Nous nous retrouvons face à ce milieu blanc qu’est le plateau éclairé
d’une lumière crue. Un lit y a été installé où gisent pêle-mêle les
corps de poupées à taille humaine. Un personnage vient 
tranquillement les prendre l’une après l’autre pour les emporter
vers un ailleurs indéterminé. La scène se prolonge jusqu’à la
disparition  de toutes ces grandes marionnettes pantelantes.

Entreront en scène alors de  » vrais  » personnages interprétés par les
comédiennes Adèle Haenel et Ruth Vega Fernandez. L’histoire
repose pour l’essentiel sur le rapport mère-fils. Ce dernier, Fritz, se
sent mal aimé par sa mère, incompris et décide de faire croire qu’il
va se noyer dans l’étang  proche de leur habitation. Un chantage
affectif parfaitement mis en lumière par le jeu d’Adèle Haenel qui
met son corps en demeure de se tordre de douleur, de chagrin face à
une mère, Ruth Vega Fernandez qui conserve une attitude  stricte
comme en témoigne la raideur de son corps en parfaite
contradiction avec les convulsions du garçon.

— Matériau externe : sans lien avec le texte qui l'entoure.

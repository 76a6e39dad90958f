//! Log file setup.
//!
//! The picker owns the terminal, so logs go to
//! `<cache dir>/relocate/relocate.log` and only fall back to stderr when no
//! cache directory is available. The filter comes from `RELOCATE_LOG`
//! (default `warn`).

use std::fs::OpenOptions;
use std::path::PathBuf;
use std::sync::Mutex;

use tracing_subscriber::EnvFilter;

use crate::config::ENV_LOG;

const DEFAULT_FILTER: &str = "warn";

/// Path of the log file, if a cache directory exists.
pub fn log_file_path() -> Option<PathBuf> {
    dirs::cache_dir().map(|dir| dir.join("relocate").join("relocate.log"))
}

fn env_filter() -> EnvFilter {
    EnvFilter::try_from_env(ENV_LOG).unwrap_or_else(|_| EnvFilter::new(DEFAULT_FILTER))
}

/// Install the global subscriber. Returns the log file in use, or `None`
/// when logging to stderr. Calling it twice is harmless.
pub fn init_logging() -> Option<PathBuf> {
    let file = log_file_path().and_then(|path| {
        let parent = path.parent()?;
        std::fs::create_dir_all(parent).ok()?;
        let file = OpenOptions::new().create(true).append(true).open(&path).ok()?;
        Some((path, file))
    });

    match file {
        Some((path, file)) => {
            let _ = tracing_subscriber::fmt()
                .with_env_filter(env_filter())
                .with_ansi(false)
                .with_writer(Mutex::new(file))
                .try_init();
            Some(path)
        }
        None => {
            let _ = tracing_subscriber::fmt()
                .with_env_filter(env_filter())
                .with_writer(std::io::stderr)
                .try_init();
            None
        }
    }
}

#[cfg(test)]
mod tests {
    use super::*;

    #[test]
    fn test_log_file_path_shape() {
        if let Some(path) = log_file_path() {
            assert!(path.ends_with("relocate/relocate.log"));
        }
    }
}
//! State for the interactive folder picker.

pub mod folder_picker;
pub mod fuzzy;

pub use folder_picker::{FilteredItem, FolderPickerState, MAX_VISIBLE_ROWS};
pub use fuzzy::{fuzzy_score, FuzzyMatch};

C’est une situation pathétique jouée avec componction, lenteur et
peu d’échanges de langage ce qui crée une sorte de malaise et donne
le sentiment de plonger dans un univers étrange plein d’un drame
sous-jacent. Cette atmosphère bizarre est renforcée par le
traitement particulier des voix parfois déformées, amplifiées pour
devenir celle d’un père, d’un frère ou celles d’enfants du voisinage
qu’on ne voit pas et soulignée par les jeux de lumière d’Yves Godin et
tout particulièrement par la musique troublante de Stephen
O’Malley et François Bonnet.

Une perception de la famille gravement mise en question.

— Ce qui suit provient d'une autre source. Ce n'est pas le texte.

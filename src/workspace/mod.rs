//! Workspace folder discovery and labelling.

mod enumerate;
mod labels;
mod paths;

pub use enumerate::{enumerate_folders, ScanOptions, DEFAULT_EXCLUDED};
pub use labels::{build_pick_items, resolve_label};
pub use paths::{normalize_path, root_name};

Par Marie-Françoise Grislin

 Représentation du 27 novembre 2021
au Maillon

Antigone à Molenbeek & Tirésias

Par Guy Cassiers, directeur artistique du Toneelhuis d’Anvers,
pièce créée en octobre 2020 et recréée en version française.

Après l’adolescent Fritz  de  » L’étang  » nous retrouvons un autre personnage, jeune adulte dans  cette pièce écrite par Stefan Hertmans dont le titre nous intrigue en raison de l’alliance de ces noms Antigone, personnage de l’Antiquité et Mollenbeek, quartier mal famé de Bruxelles.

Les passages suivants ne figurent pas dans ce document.